I’ve lived a long life, Dmitri’s memory whispered.

Was it a good one? I heard my memory murmuring back.

Running away, running away again, my Shade crooned in her sing-song tone, sounding right beside me.

Two beds, two sheets, two corpses. One for me, one for him. My breath choked, a kicked-up plume of leaden glass shards. Had I led a good life?

I couldn’t do this. I never get to rest— I cant do this anymore— This is too much—

No. No. Stop, the part of me that always picked up the pieces ordered, the cold and calculating exterior come back around. Stop. Focus. Focus. Focus. Keep wallowing, and that future really will come to pass.

I wasn’t sure whether I truly believed in fate— that gross word that the Church liked to throw around, as if parading their off-set responsibility was a justifiable excuse for everything else they did.
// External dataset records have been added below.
//! Per-connection worker: read a newline-terminated command, commit or
//! seek it against the store, then stream the store's contents back.

use crate::error::{AesdError, Result};
use crate::server::seek;
use crate::store::{CommandStore, StoreHandle};
use parking_lot::Mutex;
use std::io::{Read, Write};
use std::net::{SocketAddr, TcpStream};
use std::sync::Arc;
use tracing::{debug, info, warn};

/// Entry point spawned per accepted connection. Never panics on a
/// recoverable per-request error — those are logged and the connection is
/// simply closed; the accept loop keeps running regardless.
pub fn handle<S: CommandStore>(
    store: Arc<S>,
    mutex: Arc<Mutex<()>>,
    mut stream: TcpStream,
    addr: SocketAddr,
    read_chunk: usize,
) {
    info!("Accepted connection from {}", addr);

    if let Err(e) = serve(&store, &mutex, &mut stream, read_chunk) {
        if e.is_recoverable() {
            debug!("connection from {} ended without a response: {}", addr, e);
        } else {
            warn!("connection from {} failed: {}", addr, e);
        }
    }

    let _ = stream.shutdown(std::net::Shutdown::Both);
    info!("Closed connection from {}", addr);
}

fn serve<S: CommandStore>(
    store: &Arc<S>,
    mutex: &Mutex<()>,
    stream: &mut TcpStream,
    read_chunk: usize,
) -> Result<()> {
    let mut handle = S::open(store)?;
    let command = read_command(stream, read_chunk)?;

    if command.starts_with(seek::PREFIX) {
        let (cmd_index, byte_offset) = seek::parse(&command)?;
        handle.seek_to(cmd_index, byte_offset)?;
        return Ok(());
    }

    write_command(&mut handle, mutex, S::IS_IN_PROCESS_LOG, &command)?;
    reply(&mut handle, mutex, S::IS_IN_PROCESS_LOG, stream, read_chunk)
}

/// Grow a buffer by `read_chunk` bytes per recv until a newline appears in
/// the newly received region, or the peer closes (which, before a newline
/// is seen, means the request is abandoned).
fn read_command(stream: &mut TcpStream, read_chunk: usize) -> Result<Vec<u8>> {
    let mut buffer = Vec::with_capacity(read_chunk);
    let mut chunk = vec![0u8; read_chunk];

    loop {
        let n = stream.read(&mut chunk)?;
        if n == 0 {
            return Err(AesdError::PeerClosed);
        }
        let start = buffer.len();
        buffer.extend_from_slice(&chunk[..n]);

        if let Some(pos) = buffer[start..].iter().position(|&b| b == b'\n') {
            let end = start + pos + 1;
            buffer.truncate(end);
            return Ok(buffer);
        }
    }
}

fn write_command<H: StoreHandle>(
    handle: &mut H,
    mutex: &Mutex<()>,
    take_lock: bool,
    command: &[u8],
) -> Result<()> {
    let _guard = take_lock.then(|| mutex.lock());

    let mut written = 0;
    while written < command.len() {
        match handle.write(&command[written..])? {
            0 => break,
            n => written += n,
        }
    }
    Ok(())
}

fn reply<H: StoreHandle>(
    handle: &mut H,
    mutex: &Mutex<()>,
    take_lock: bool,
    stream: &mut TcpStream,
    read_chunk: usize,
) -> Result<()> {
    let _guard = take_lock.then(|| mutex.lock());

    handle.rewind()?;
    let mut buf = vec![0u8; read_chunk];
    loop {
        let n = handle.read(&mut buf)?;
        if n == 0 {
            break;
        }
        stream.write_all(&buf[..n])?;
    }
    Ok(())
}

#[cfg(test)]
mod tests {
    use super::*;
    use crate::store::device::Device;
    use std::io::{Read as _, Write as _};
    use std::net::{TcpListener, TcpStream};

    fn connected_pair() -> (TcpStream, TcpStream) {
        let listener = TcpListener::bind("127.0.0.1:0").unwrap();
        let addr = listener.local_addr().unwrap();
        let client = TcpStream::connect(addr).unwrap();
        let (server, _) = listener.accept().unwrap();
        (client, server)
    }

    #[test]
    fn test_echoes_cumulative_log_back_to_the_client() {
        let device = Device::<10>::new();
        let mutex = Arc::new(Mutex::new(()));
        let (mut client, mut server) = connected_pair();

        client.write_all(b"hello\n").unwrap();
        serve(&device, &mutex, &mut server, 512).unwrap();
        let mut out = [0u8; 16];
        let n = client.read(&mut out).unwrap();
        assert_eq!(&out[..n], b"hello\n");

        let (mut client, mut server) = connected_pair();
        client.write_all(b"world\n").unwrap();
        serve(&device, &mutex, &mut server, 512).unwrap();
        let mut out = [0u8; 32];
        let n = client.read(&mut out).unwrap();
        assert_eq!(&out[..n], b"hello\nworld\n");
    }

    #[test]
    fn test_seek_to_command_sends_no_response() {
        let device = Device::<10>::new();
        let mutex = Arc::new(Mutex::new(()));
        {
            let mut writer = Device::open(&device).unwrap();
            for i in 0..3u32 {
                crate::store::StoreHandle::write(&mut writer, format!("{i:04}\n").as_bytes()).unwrap();
            }
        }

        let (mut client, mut server) = connected_pair();
        client.write_all(b"AESDCHAR_IOCSEEKTO:1,2\n").unwrap();
        serve(&device, &mutex, &mut server, 512).unwrap();

        client.set_read_timeout(Some(std::time::Duration::from_millis(50))).unwrap();
        let mut out = [0u8; 4];
        let result = client.read(&mut out);
        assert!(result.is_err() || result.unwrap() == 0);
    }

    #[test]
    fn test_half_a_line_without_newline_is_abandoned() {
        let device = Device::<10>::new();
        let mutex = Arc::new(Mutex::new(()));
        let (mut client, mut server) = connected_pair();

        client.write_all(b"partial").unwrap();
        drop(client);

        let result = serve(&device, &mutex, &mut server, 512);
        assert!(matches!(result, Err(AesdError::PeerClosed)));
        assert!(device.is_empty());
    }
}
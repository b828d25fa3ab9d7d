//! aesdsocket - bounded command-log device with a TCP front-end

use anyhow::{bail, Context, Result};
use clap::Parser;
use std::sync::atomic::{AtomicBool, Ordering};
use std::sync::Arc;
use tracing::{error, info};
use tracing_subscriber::EnvFilter;

use aesdsocket::config::Args;
use aesdsocket::ring::DEFAULT_CAPACITY;
use aesdsocket::server::Server;
use aesdsocket::store::device::Device;

fn main() -> Result<()> {
    let args = Args::parse();

    if args.daemonize {
        daemonize()?;
    }

    init_logging(&args)?;

    let run_flag = Arc::new(AtomicBool::new(true));
    install_signal_handlers(Arc::clone(&run_flag))?;

    match &args.char_device {
        Some(path) => run_char_device(&args, path, run_flag),
        None => run_in_process_log(&args, run_flag),
    }
}

#[cfg(unix)]
fn daemonize() -> Result<()> {
    use daemonize::Daemonize;

    Daemonize::new()
        .working_directory("/")
        .start()
        .context("failed to daemonize")
}

#[cfg(not(unix))]
fn daemonize() -> Result<()> {
    bail!("daemonization is only supported on unix targets");
}

fn install_signal_handlers(run_flag: Arc<AtomicBool>) -> Result<()> {
    ctrlc::set_handler(move || {
        run_flag.store(false, Ordering::SeqCst);
    })
    .context("failed to install signal handlers")
}

fn init_logging(args: &Args) -> Result<()> {
    let filter = EnvFilter::try_from_default_env().unwrap_or_else(|_| EnvFilter::new(args.log_level()));

    let subscriber = tracing_subscriber::fmt().with_env_filter(filter).with_target(false);

    if let Some(log_file) = args.effective_log_file() {
        let file = std::fs::File::create(&log_file)
            .with_context(|| format!("failed to create log file {}", log_file.display()))?;
        subscriber.with_writer(file).init();
    } else {
        subscriber.init();
    }

    Ok(())
}

fn run_in_process_log(args: &Args, run_flag: Arc<AtomicBool>) -> Result<()> {
    if args.capacity != DEFAULT_CAPACITY {
        bail!(
            "--capacity {} requested, but this build's ring capacity is fixed at compile time \
             (CAPACITY = {DEFAULT_CAPACITY}); rebuild with a different RingLog<CAPACITY> to change it",
            args.capacity
        );
    }

    std::fs::File::create(&args.data_file)
        .with_context(|| format!("failed to create backing file {}", args.data_file.display()))?;

    let store = Device::<DEFAULT_CAPACITY>::new();
    let server = Server::new(store, args.port, run_flag, Some(args.data_file.clone()));

    info!("using in-process log, capacity {DEFAULT_CAPACITY}, backing file {}", args.data_file.display());

    if let Err(e) = server.run() {
        error!("server exited with error: {}", e);
        return Err(e.into());
    }
    Ok(())
}

#[cfg(target_os = "linux")]
fn run_char_device(args: &Args, path: &std::path::Path, run_flag: Arc<AtomicBool>) -> Result<()> {
    use aesdsocket::store::char_device::CharDeviceStore;

    let store = CharDeviceStore::new(path);
    let server = Server::new(store, args.port, run_flag, None);

    info!("using external character device {}", path.display());

    if let Err(e) = server.run() {
        error!("server exited with error: {}", e);
        return Err(e.into());
    }
    Ok(())
}

#[cfg(not(target_os = "linux"))]
fn run_char_device(_args: &Args, _path: &std::path::Path, _run_flag: Arc<AtomicBool>) -> Result<()> {
    bail!("--char-device is only supported on Linux targets");
}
I despised the idea that we ourselves were not the makers of our own futures— maybe that was the fact that I’d never had to cling to that thimble of hope, that I was so well-off and lucky that I had no need to contemplate whether my circumstances were my own fault.

I knew Divination, practiced the basic, foundational correspondence links needed for Dimensionalism. I could perform the rudimentary auguries people got performed year-round by a million shoddy fortune-tellers, I could divine a person’s lost sock. But, in my near sixteen years of studying, I didn’t know whether the future was mutable. The topic was heavily debated, some claiming that the act of viewing one’s future would set it into stone.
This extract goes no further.